LIBERAN EN SAN ISIDRO A UNA MUJER SECUESTRADA Y NICOLÁS NO APARECE
San Isidro se convirtió en una de las zonas más calientes del conurbano, tanto en secuestros planificados como en los llamados “exprés”. Y eso volvió a notarse nuevamente ayer. Sobre la medianoche del viernes, mientras en la Horqueta los familiares de Nicolás Garnil (17) seguían angustiados y pegados al teléfono para tratar de acordar el pago de un rescate, en otra área de la zona norte, Las Lomas, otra familia concluía con una pesadilla similar.
Este último caso fue adelantado por Clarín al cierre de la edición de ayer, cuando todavía estaba en curso. Se resolvió cerca de la medianoche. La víctima fue una mujer. Su marido, un empresario de la construcción, pagó 12.000 pesos de rescate. Al recibir el pago, los secuestradores la liberaron. No hay detenidos.
El pago lo hizo el propio marido dentro de la villa, cara cara con uno de los secuestradores. Todo fue monitoreado por la Policía que tuvo orden de no intervenir. A la media hora —después de estar cautiva durante seis horas— la víctima fue liberada, en estado de shock. No había sido golpeada, pero contó después que fue atormentada psicológicamente por sus secuestradores.

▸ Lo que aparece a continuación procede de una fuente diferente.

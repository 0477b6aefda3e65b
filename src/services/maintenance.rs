//! Maintenance ledger service

use chrono::Utc;
use rust_decimal::Decimal;
use validator::Validate;

use super::{
    non_blank,
    status_sync::{LedgerEvent, StatusSync},
    References,
};
use crate::{
    error::{AppError, AppResult},
    models::maintenance::{
        Maintenance, MaintenanceDetails, MaintenanceFields, MaintenanceInput, DEFAULT_PERFORMER,
    },
    repository::Repository,
};

#[derive(Clone)]
pub struct MaintenanceService {
    repository: Repository,
    sync: StatusSync,
}

fn check_cost(cost: Decimal) -> AppResult<()> {
    if cost < Decimal::ZERO {
        return Err(AppError::Validation("cost cannot be negative".to_string()));
    }
    Ok(())
}

impl MaintenanceService {
    pub fn new(repository: Repository, sync: StatusSync) -> Self {
        Self { repository, sync }
    }

    pub async fn list(&self) -> AppResult<Vec<MaintenanceDetails>> {
        let records = self.repository.maintenance.list().await?;
        self.with_references(records).await
    }

    pub async fn get_by_id(&self, id: i32) -> AppResult<MaintenanceDetails> {
        let record = self.repository.maintenance.get_by_id(id).await?;
        self.with_references(vec![record])
            .await?
            .pop()
            .ok_or_else(|| AppError::Internal("Maintenance lookup returned nothing".to_string()))
    }

    pub async fn create(&self, data: &MaintenanceInput, created_by: i32) -> AppResult<Maintenance> {
        data.validate()?;

        let (Some(asset_id), Some(maintenance_type), Some(description)) =
            (data.asset, data.maintenance_type, non_blank(&data.description))
        else {
            return Err(AppError::Validation(
                "Please fill in all required fields: asset, type, description".to_string(),
            ));
        };

        let cost = data.cost.unwrap_or_default();
        check_cost(cost)?;

        self.repository.assets.get_by_id(asset_id).await?;

        let fields = MaintenanceFields {
            asset_id,
            maintenance_date: data
                .maintenance_date
                .unwrap_or_else(|| Utc::now().date_naive()),
            maintenance_type,
            description,
            cost,
            performed_by: non_blank(&data.performed_by)
                .unwrap_or_else(|| DEFAULT_PERFORMER.to_string()),
            status: data.status.unwrap_or_default(),
            notes: data.notes.clone(),
        };

        let record = self
            .repository
            .maintenance
            .create(&fields, created_by)
            .await?;
        tracing::info!(
            maintenance_id = record.id,
            asset_id,
            status = %record.status,
            "Maintenance recorded"
        );

        if let Some(event) = LedgerEvent::for_maintenance(record.status) {
            self.sync.apply(asset_id, event).await?;
        }

        Ok(record)
    }

    /// Merge `data` into a record; only a status change moves the asset
    pub async fn update(&self, id: i32, data: &MaintenanceInput) -> AppResult<Maintenance> {
        data.validate()?;

        let current = self.repository.maintenance.get_by_id(id).await?;
        let fields = data.merge_into(&current);

        if fields.description.is_empty() {
            return Err(AppError::Validation("description is required".to_string()));
        }
        if fields.performed_by.is_empty() {
            return Err(AppError::Validation("performedBy cannot be empty".to_string()));
        }
        check_cost(fields.cost)?;
        if fields.asset_id != current.asset_id {
            self.repository.assets.get_by_id(fields.asset_id).await?;
        }

        let record = self.repository.maintenance.update(id, &fields).await?;
        tracing::info!(
            maintenance_id = id,
            asset_id = record.asset_id,
            from = %current.status,
            to = %record.status,
            "Maintenance updated"
        );

        if record.status != current.status {
            if let Some(event) = LedgerEvent::for_maintenance(record.status) {
                self.sync.apply(record.asset_id, event).await?;
            }
        }

        Ok(record)
    }

    /// Delete a record. The asset keeps whatever status it has.
    pub async fn delete(&self, id: i32) -> AppResult<()> {
        let record = self.repository.maintenance.get_by_id(id).await?;
        self.repository.maintenance.delete(id).await?;
        tracing::info!(maintenance_id = id, asset_id = record.asset_id, "Maintenance deleted");
        Ok(())
    }

    async fn with_references(
        &self,
        records: Vec<Maintenance>,
    ) -> AppResult<Vec<MaintenanceDetails>> {
        let asset_ids = records.iter().map(|r| r.asset_id).collect();
        let user_ids = records.iter().map(|r| r.created_by).collect();
        let refs = References::load(&self.repository, asset_ids, user_ids).await?;

        Ok(records
            .into_iter()
            .map(|maintenance| MaintenanceDetails {
                asset_info: refs.asset(maintenance.asset_id),
                creator: refs.user(maintenance.created_by),
                maintenance,
            })
            .collect())
    }
}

Según trascendió, la mujer había sido capturada el viernes a la tarde. Se supone que “al voleo”. Había pasado por un corralón de materiales propiedad de su esposo y después por una obra en construcción donde le pagó a los obreros.
De acuerdo a la reconstrucción realizada por la Policía, habría sido después de concretar estos trámites que la capturaron. Se subieron a su auto y, de acuerdo a las primeras informaciones, la llevaron inmediatamente a un aguantadero dentro de una villa. Desde allí le exigieron rescate al empresario.

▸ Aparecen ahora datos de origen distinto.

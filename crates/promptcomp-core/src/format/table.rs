//! Pipe-delimited table rendering.

use thiserror::Error;

use super::html;
use super::plain;

/// Why a pipe-delimited block could not be rendered as a table.
#[derive(Debug, Error, PartialEq, Eq)]
pub enum TableError {
    #[error("no line contains a pipe delimiter")]
    MissingHeader,
    #[error("header row on line {line} has no named columns")]
    EmptyHeader { line: usize },
}

/// Table cells collected before rendering.
#[derive(Debug, Clone, Default)]
struct TableBuffer {
    /// Header row cells (raw text).
    header: Vec<String>,
    /// Data rows (raw text).
    rows: Vec<Vec<String>>,
}

impl TableBuffer {
    fn render(&self, escape_html: bool) -> String {
        let mut out = String::from("<table class=\"response-table\"><thead><tr>");
        for cell in &self.header {
            out.push_str("<th>");
            out.push_str(&html::cell(cell, escape_html));
            out.push_str("</th>");
        }
        out.push_str("</tr></thead><tbody>");
        for row in &self.rows {
            out.push_str("<tr>");
            for cell in row {
                out.push_str("<td>");
                out.push_str(&html::cell(cell, escape_html));
                out.push_str("</td>");
            }
            out.push_str("</tr>");
        }
        out.push_str("</tbody></table>");
        out
    }
}

/// Header fields: trimmed, empty ones discarded.
fn header_cells(line: &str) -> Vec<String> {
    line.split('|')
        .map(str::trim)
        .filter(|field| !field.is_empty())
        .map(String::from)
        .collect()
}

/// Row fields: the empty edges produced by leading and trailing pipes are
/// dropped, empty interior cells are kept.
fn row_cells(line: &str) -> Vec<String> {
    let mut fields: Vec<&str> = line.split('|').map(str::trim).collect();
    if fields.first().is_some_and(|f| f.is_empty()) {
        fields.remove(0);
    }
    if fields.last().is_some_and(|f| f.is_empty()) {
        fields.pop();
    }
    fields.into_iter().map(String::from).collect()
}

fn is_separator(line: &str) -> bool {
    line.contains('|') && line.contains('-')
}

/// Renders lines as a table, with any text before the header row kept as a
/// plain block in front of it.
pub fn render(lines: &[&str], escape_html: bool) -> Result<String, TableError> {
    let header_idx = lines
        .iter()
        .position(|line| line.contains('|'))
        .ok_or(TableError::MissingHeader)?;

    let header = header_cells(lines[header_idx]);
    if header.is_empty() {
        return Err(TableError::EmptyHeader { line: header_idx });
    }

    let mut data_start = header_idx + 1;
    if lines.get(data_start).is_some_and(|line| is_separator(line)) {
        data_start += 1;
    }

    let rows = lines
        .iter()
        .skip(data_start)
        .filter(|line| !line.trim().is_empty() && line.contains('|'))
        .map(|line| row_cells(line))
        .collect();

    let buffer = TableBuffer { header, rows };

    let mut out = String::new();
    let preamble = lines[..header_idx].join("\n");
    if !preamble.trim().is_empty() {
        out.push_str(&plain::render(preamble.trim(), escape_html));
    }
    out.push_str(&buffer.render(escape_html));
    Ok(out)
}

El hombre hizo inmediatamente la denuncia pero le pidió a la fiscal de San Isidro, Zulma Scofano, que diera intervención a la Policía Federal y no a la Bonaerense porque “conoce a un comisario de esa fuerza y le dio confianza que interviniera personalmente en el caso”.
El caso se presentó desde el principio como un secuestro rápido, de los llamados “express”. “La banda quería dinero enseguida, por eso se conforma ron con 12.000 pesos”, dijeron fuentes policiales a Clarín.

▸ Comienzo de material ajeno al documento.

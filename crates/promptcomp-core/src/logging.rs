//! Tracing setup.
//!
//! Events go to stderr so rendered HTML on stdout stays clean. The filter is
//! read from `PROMPTCOMP_LOG`, falling back to the configured level.

use tracing_subscriber::EnvFilter;
use tracing_subscriber::layer::SubscriberExt;
use tracing_subscriber::util::SubscriberInitExt;

use crate::config::LogConfig;

pub const LOG_ENV: &str = "PROMPTCOMP_LOG";

/// Builds the filter from the environment or the configured level.
pub fn env_filter(config: &LogConfig) -> EnvFilter {
    EnvFilter::try_from_env(LOG_ENV)
        .or_else(|_| EnvFilter::try_new(&config.level))
        .unwrap_or_else(|_| EnvFilter::new("warn"))
}

/// Installs the global subscriber. Later calls are no-ops.
pub fn init(config: &LogConfig) {
    let fmt = tracing_subscriber::fmt::layer()
        .with_writer(std::io::stderr)
        .with_target(false);

    let installed = tracing_subscriber::registry()
        .with(env_filter(config))
        .with(fmt)
        .try_init()
        .is_ok();

    if installed {
        tracing::debug!(level = %config.level, "logging initialized");
    }
}
//! Copy command handler.

use std::io::IsTerminal;
use std::path::Path;
use std::sync::Arc;

use anyhow::{Context, Result};
use promptcomp_core::clipboard::{self, CopyOutcome, SystemClipboard};
use promptcomp_core::notify::{ReportedError, TerminalNotifier};

use super::read_input;

pub fn run(input: Option<&Path>) -> Result<()> {
    let text = read_input(input)?;

    let backend = Arc::new(system_clipboard(std::io::stdout().is_terminal()));
    let notifier = Arc::new(TerminalNotifier::new());

    // Dropping the runtime on return cancels the pending dismissal timer;
    // a terminal line cannot be taken back anyway.
    let rt = tokio::runtime::Runtime::new().context("create tokio runtime")?;
    let outcome = rt.block_on(clipboard::copy_to_clipboard(backend, notifier, &text));

    match outcome {
        None => {
            eprintln!("Nothing to copy.");
            Ok(())
        }
        Some(CopyOutcome::Copied) => Ok(()),
        // The alert is already on stderr.
        Some(CopyOutcome::Failed(_)) => Err(ReportedError.into()),
    }
}

/// Without a terminal there is no OSC 52 and the system clipboard has to
/// outlive this process, so the write waits for another program to take it.
fn system_clipboard(stdout_is_terminal: bool) -> SystemClipboard {
    SystemClipboard {
        disable_osc52: !stdout_is_terminal,
        wait_for_handoff: !stdout_is_terminal,
    }
}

Esta familia pudo respirar tranquila, pero la familia de Nicolás Garnil, también de San Isidro, sigue angustiada. Ayer Nicolás cumplió su sexto día de secuestrado. Una alta fuente de la investigación aseguró que las tratativas para la liberación era lenta y dificultosa.
Una versión indicaba que el pedido de rescate original había sido de 300.000 pesos y que las negociaciones estaban estancadas porque los secuestradores no querían bajar ese monto. Sin embargo esto no fue confirmado.
Nicolás es hijo de un matrimonio de médicos y vive con sus padres y dos hermanos.
El viernes los secuestradores dieron una prueba de vida que, según contaron dos fuentes de la investigación, consistió en un dato sobre la familia, muy personal, que sólo Nicolás podía conocer. Esto tranquilizó a la familia por dos cosas: primero porque demostró que el chico estaba bien y segundo los ayudó a diferenciar las llamadas de los verdaderos secuestradores de la de los oportunistas o aprovechadores.
También el viernes unos 500 vecinos y amigos de la familia se convocaron frente a la casa de los Garnil, ubicada en Julián Navarro 4243, de La Horqueta, para pedir por la liberación de Nicolás y mostrar su apoyo a sus padres.
En silencio, con rezos y las manos sosteniendo velas, la multitud dio un abrazo simbólico a la casa de la familia. Juan Carlos Blumberg también visitó a los Garnil. “Están muy mal y esperando que liberen al chico pronto”, comentó.
Nicolas Garnil es alumno del colegio Pilgrim, de La Horqueta, y su familia es muy religiosa. Su padre, Carlos, es un médico especialista en diagnóstico por imágenes, su madre Susana es ginecóloga. Además tiene dos hermanos: Agustina, de 19 años, y Ramiro, de 15.
El chico fue secuestrado el domingo a la tarde cuando iba a misa con su mamá. La banda, unos cinco hombres, les cerró en el paso con dos autos. Según testigos, llevaban armas largas.
La familia no hizo la denuncia formal, por eso el caso es investigado de oficio por la fiscal federal subrogante Zulma Scofano, ya que la titular, Rita Molina, está de licencia.
Aunque la familia trata de que nada de las tratativas del rescate trasciendan, Agustina, la hermana de Nicolás, autorizó el jueves la lectura de una emotiva carta que escribió para su hermano, la que fue difundida en la puerta de la casa por Blumberg.